Various polymers are produced by procedures in which a solution of the desired polymer has to be separated into the polymer and the solvent. Particularly, for synthetic rubber production, this solvent removal constitutes a major problem. For high quality polymers frequently high purity solvents are used. The quantity of such solvents lies normally in the range of 3-10 parts by weight of solvent or diluent per 1 part by weight of polymer. Essentially complete recovery of the solvent constitutes an important economic consideration.
It is known in the art that the solvent or diluent of a polymer solution can be and preferably is removed by evaporating this solvent. It is also known that a devolatilizing extruder can be used for this purpose. The extruder utilizes, at least partly, mechanically introduced energy to evaporate the solvent. The cost of such an energy input becomes quite high and large capital investments are necessary for installing these devolatilizing extruders.
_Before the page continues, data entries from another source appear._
//! Bounded hand-off of grab results from a producer thread to the consumer.

use std::collections::VecDeque;
use std::time::{Duration, Instant};

use parking_lot::{Condvar, Mutex};

use super::api::{GrabResult, GrabStrategy};

/// Hand-off between a free-running producer and a blocking consumer.
///
/// With `LatestImageOnly` at most one undelivered result is held and a newer
/// one replaces it. With `OneByOne` results queue up to `capacity` and
/// further results are dropped until the consumer catches up.
pub struct GrabQueue {
    state: Mutex<QueueState>,
    ready: Condvar,
}

struct QueueState {
    pending: VecDeque<GrabResult>,
    strategy: GrabStrategy,
    capacity: usize,
    produced: u64,
    dropped: u64,
}

impl GrabQueue {
    pub fn new(strategy: GrabStrategy, capacity: usize) -> Self {
        Self {
            state: Mutex::new(QueueState {
                pending: VecDeque::with_capacity(capacity.max(1)),
                strategy,
                capacity: capacity.max(1),
                produced: 0,
                dropped: 0,
            }),
            ready: Condvar::new(),
        }
    }

    /// Hand a completed grab to the consumer.
    pub fn push(&self, result: GrabResult) {
        let mut state = self.state.lock();
        state.produced += 1;
        match state.strategy {
            GrabStrategy::LatestImageOnly => {
                if state.pending.pop_front().is_some() {
                    state.dropped += 1;
                }
                state.pending.push_back(result);
            }
            GrabStrategy::OneByOne => {
                if state.pending.len() >= state.capacity {
                    state.dropped += 1;
                    return;
                }
                state.pending.push_back(result);
            }
        }
        drop(state);
        self.ready.notify_one();
    }

    /// Wait up to `timeout` for the next result. `None` means the wait expired.
    pub fn pop(&self, timeout: Duration) -> Option<GrabResult> {
        let deadline = Instant::now() + timeout;
        let mut state = self.state.lock();
        loop {
            if let Some(result) = state.pending.pop_front() {
                return Some(result);
            }
            if self.ready.wait_until(&mut state, deadline).timed_out() {
                return state.pending.pop_front();
            }
        }
    }

    /// Discard anything not yet delivered.
    pub fn clear(&self) {
        self.state.lock().pending.clear();
    }

    /// Total results pushed since creation.
    pub fn produced(&self) -> u64 {
        self.state.lock().produced
    }

    /// Results discarded before delivery.
    pub fn dropped(&self) -> u64 {
        self.state.lock().dropped
    }

    /// Results waiting for the consumer.
    pub fn len(&self) -> usize {
        self.state.lock().pending.len()
    }

    pub fn is_empty(&self) -> bool {
        self.len() == 0
    }
}

#[cfg(test)]
mod tests {
    use super::*;
    use crate::imaging::convert::RawPixelFormat;
    use std::sync::Arc;

    fn frame(value: u8) -> GrabResult {
        GrabResult::success(1, 1, RawPixelFormat::Mono8, vec![value])
    }

    #[test]
    fn latest_only_keeps_newest() {
        let q = GrabQueue::new(GrabStrategy::LatestImageOnly, 5);
        q.push(frame(1));
        q.push(frame(2));
        q.push(frame(3));

        assert_eq!(q.len(), 1);
        assert_eq!(q.dropped(), 2);
        assert_eq!(q.pop(Duration::ZERO).unwrap().buffer, vec![3]);
        assert!(q.is_empty());
    }

    #[test]
    fn one_by_one_is_fifo_and_bounded() {
        let q = GrabQueue::new(GrabStrategy::OneByOne, 2);
        q.push(frame(1));
        q.push(frame(2));
        q.push(frame(3));

        assert_eq!(q.dropped(), 1);
        assert_eq!(q.pop(Duration::ZERO).unwrap().buffer, vec![1]);
        assert_eq!(q.pop(Duration::ZERO).unwrap().buffer, vec![2]);
        assert!(q.pop(Duration::ZERO).is_none());
    }

    #[test]
    fn pop_times_out_when_empty() {
        let q = GrabQueue::new(GrabStrategy::LatestImageOnly, 1);
        let start = Instant::now();
        assert!(q.pop(Duration::from_millis(30)).is_none());
        assert!(start.elapsed() >= Duration::from_millis(30));
    }

    #[test]
    fn pop_wakes_on_push_from_other_thread() {
        let q = Arc::new(GrabQueue::new(GrabStrategy::LatestImageOnly, 1));
        let producer = {
            let q = Arc::clone(&q);
            std::thread::spawn(move || {
                std::thread::sleep(Duration::from_millis(20));
                q.push(frame(42));
            })
        };

        let result = q.pop(Duration::from_secs(2)).unwrap();
        assert_eq!(result.buffer, vec![42]);
        producer.join().unwrap();
    }

    #[test]
    fn clear_discards_pending() {
        let q = GrabQueue::new(GrabStrategy::OneByOne, 3);
        q.push(frame(1));
        q.push(frame(2));
        q.clear();
        assert!(q.is_empty());
        assert_eq!(q.produced(), 2);
    }

    #[test]
    fn queue_is_send_and_sync() {
        fn assert_send_sync<T: Send + Sync>() {}
        assert_send_sync::<GrabQueue>();
    }
}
A general problem in connection with devolatilizing extruders resides in the throughput. The capacity of, e.g., rubber plants is frequently limited by the devolatilizing extruders which constitute a bottleneck in the production. An increased throughput through these extruders would increase the overall capacity of the plant without the necessity of adding further equipment and thus essentially without further capital expenditure. Furthermore, a serious technical problem occurs in connection with devolatilizing extruders. For reasons that are not quite understood, a fairly severe surging of the power input to the motor driving the extruder occurs. To increase throughput and solvent removal rate and to reduce the power surging of a devolatilizing extruder are two of the main problems that are solved by the present invention.